The art of transitioning is somewhat lost in mainstream film and television. At the most, you might get a meaningful fade or dissolve, or a notable wipe, but by and large, scenes simply cut from one to another, as they do from character to character within a scene. But lest we forget, transitions between scenes and characters are yet another means at a filmmaker’s disposal for telling their story. Think about 2001: A SPACE ODYSSEY, and one of the most famous transitions of all-time: bone to spaceship. Not only does this particular transition indicate a massive passage of time, but it also implies how the discovery of one tool led down a long and winding path to the space age; it is indeed a transition that traces all of human evolution in the blink of an eye, and clearly so. That’s how you do it.
While most contemporary television and cinema, as mentioned, can’t be bothered to focus on something as seemingly so small as artistic and purposeful transitions, there is one show that Mr. Nerdista has noticed is embracing the use of meaningful transitions, and it just so happens to be everyone’s favorite show right now: STRANGER THINGS.

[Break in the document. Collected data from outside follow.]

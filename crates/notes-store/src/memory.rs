//! In-memory repository for tests.

use std::collections::BTreeMap;

use async_trait::async_trait;
use notes_core::{Note, NoteDraft, NoteId};
use tokio::sync::Mutex;

use crate::error::StoreResult;
use crate::repository::NoteRepository;

/// Map-backed [`NoteRepository`].
///
/// Ids come from a counter that only increases, so deleted ids are never
/// handed out again. Listing returns notes in id order.
#[derive(Debug, Default)]
pub struct MemoryRepository {
    state: Mutex<MemoryState>,
}

#[derive(Debug, Default)]
struct MemoryState {
    notes: BTreeMap<NoteId, Note>,
    last_id: i64,
}

impl MemoryRepository {
    pub fn new() -> Self {
        Self::default()
    }
}

#[async_trait]
impl NoteRepository for MemoryRepository {
    async fn insert(&self, draft: &NoteDraft) -> StoreResult<Note> {
        let mut state = self.state.lock().await;
        state.last_id += 1;
        let note = draft.clone().into_note(NoteId(state.last_id));
        state.notes.insert(note.id, note.clone());
        Ok(note)
    }

    async fn get(&self, id: NoteId) -> StoreResult<Option<Note>> {
        Ok(self.state.lock().await.notes.get(&id).cloned())
    }

    async fn list(&self) -> StoreResult<Vec<Note>> {
        Ok(self.state.lock().await.notes.values().cloned().collect())
    }

    async fn update(&self, id: NoteId, draft: &NoteDraft) -> StoreResult<Option<Note>> {
        let mut state = self.state.lock().await;
        Ok(state.notes.get_mut(&id).map(|note| {
            note.title = draft.title().to_string();
            note.content = draft.content().to_string();
            note.clone()
        }))
    }

    async fn delete(&self, id: NoteId) -> StoreResult<bool> {
        Ok(self.state.lock().await.notes.remove(&id).is_some())
    }
}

In his latest essay, Mr. Nerdista examines the transitions in STRANGER THINGS through a three-fold prism of their soundscape, their imagery, and how they foreshadow coming events. With so much being made of the narrative and referential merits of the show, it’s nice to see something that focuses on a more technical aspect, because great storytelling like STRANGER THINGS doesn’t just happen because of a great story and great actors to bring it to life, there’s also how you tell it, how you arrange the pieces for transmission to an audience, and how that arrangement resonates with them. If the current fervor is any indication, STRANGER THINGS is resonating just fine. This is one reason why.